#### [DATA FOR ANALYSIS]
* * *
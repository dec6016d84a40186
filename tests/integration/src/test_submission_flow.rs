//! Scenario A/B/C/F: happy-path submission, validation failure, permission
//! denial, and idempotent retry, driven through the full HTTP pipeline.

use http::{Method, StatusCode};
use serde_json::json;

use crate::{Harness, json_body};

#[tokio::test]
async fn test_should_accept_happy_path_submission_and_read_it_back() {
    let harness = Harness::new().await;
    harness.seed_basic_sop().await;
    let token = harness.token_for("alice").await;

    let body = json!({
        "sop_id": "sop-basic-001",
        "sop_version": "1.0.0",
        "body": {"sample_id": "S000042", "temperature_c": 37},
    });
    let response = harness
        .request(Method::POST, "/api/v1/eln", Some(&token), serde_json::to_vec(&body).unwrap())
        .await;
    assert_eq!(response.status(), StatusCode::OK);
    let envelope = json_body(response).await;
    assert_eq!(envelope["ok"], json!(true));
    let object_key = envelope["data"]["object_key"].as_str().unwrap().to_owned();
    assert!(object_key.starts_with("sop-basic-001/alice-S000042-"));
    assert!(object_key.ends_with(".json"));

    let submission_id = envelope["data"]["submission_id"].as_str().unwrap();
    let get_response = harness
        .request(Method::GET, &format!("/api/v1/eln/{submission_id}"), Some(&token), Vec::new())
        .await;
    assert_eq!(get_response.status(), StatusCode::OK);
    let fetched = json_body(get_response).await;
    assert_eq!(fetched["data"]["sop_version"], json!("1.0.0"));
    assert_eq!(fetched["data"]["body"]["sample_id"], json!("S000042"));
    assert!(fetched["data"]["checksum"].is_string());
}

#[tokio::test]
async fn test_should_reject_validation_failure_with_detail_list() {
    let harness = Harness::new().await;
    harness.seed_basic_sop().await;
    let token = harness.token_for("alice").await;

    let body = json!({
        "sop_id": "sop-basic-001",
        "sop_version": "1.0.0",
        "body": {"sample_id": "bad", "temperature_c": 150},
    });
    let response = harness
        .request(Method::POST, "/api/v1/eln", Some(&token), serde_json::to_vec(&body).unwrap())
        .await;
    assert_eq!(response.status(), StatusCode::BAD_REQUEST);
    let envelope = json_body(response).await;
    assert_eq!(envelope["ok"], json!(false));
    let details = envelope["error"]["details"].as_array().unwrap();
    let codes: Vec<&str> = details.iter().map(|d| d["code"].as_str().unwrap()).collect();
    assert!(codes.contains(&"PATTERN_MISMATCH"));
    assert!(codes.contains(&"OUT_OF_RANGE"));

    let (remaining, _) = harness
        .state
        .submissions
        .list(Some("sop-basic-001"), None, None, None, 10)
        .await
        .unwrap();
    assert!(remaining.is_empty());
}

#[tokio::test]
async fn test_should_deny_submission_without_permission() {
    let harness = Harness::new().await;
    harness.seed_basic_sop().await;
    let token = harness.token_for("bob").await;

    let body = json!({
        "sop_id": "sop-basic-001",
        "sop_version": "1.0.0",
        "body": {"sample_id": "S000042", "temperature_c": 37},
    });
    let response = harness
        .request(Method::POST, "/api/v1/eln", Some(&token), serde_json::to_vec(&body).unwrap())
        .await;
    assert_eq!(response.status(), StatusCode::FORBIDDEN);

    let (remaining, _) = harness
        .state
        .submissions
        .list(Some("sop-basic-001"), None, None, None, 10)
        .await
        .unwrap();
    assert!(remaining.is_empty());
}

#[tokio::test]
async fn test_should_converge_retry_with_same_idempotency_key() {
    let harness = Harness::new().await;
    harness.seed_basic_sop().await;
    let token = harness.token_for("alice").await;

    let body = json!({
        "sop_id": "sop-basic-001",
        "sop_version": "1.0.0",
        "body": {"sample_id": "S000077", "temperature_c": 20},
        "idempotency_key": "k-77",
    });
    let payload = serde_json::to_vec(&body).unwrap();

    let first = harness.request(Method::POST, "/api/v1/eln", Some(&token), payload.clone()).await;
    let first_key = json_body(first).await["data"]["object_key"].as_str().unwrap().to_owned();

    let second = harness.request(Method::POST, "/api/v1/eln", Some(&token), payload).await;
    assert_eq!(second.status(), StatusCode::OK);
    let second_key = json_body(second).await["data"]["object_key"].as_str().unwrap().to_owned();
    assert_eq!(first_key, second_key);

    let (submissions, _) = harness
        .state
        .submissions
        .list(Some("sop-basic-001"), None, None, None, 10)
        .await
        .unwrap();
    assert_eq!(submissions.len(), 1);
}

#[tokio::test]
async fn test_should_reject_unauthenticated_submission() {
    let harness = Harness::new().await;
    harness.seed_basic_sop().await;

    let body = json!({
        "sop_id": "sop-basic-001",
        "sop_version": "1.0.0",
        "body": {"sample_id": "S000042", "temperature_c": 37},
    });
    let response = harness
        .request(Method::POST, "/api/v1/eln", None, serde_json::to_vec(&body).unwrap())
        .await;
    assert_eq!(response.status(), StatusCode::UNAUTHORIZED);
}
* * *
#### [YOUR GOAL]
After counting the lines above that include the word "contains", give only the number.

#### [EXERCISE OUTPUT]
2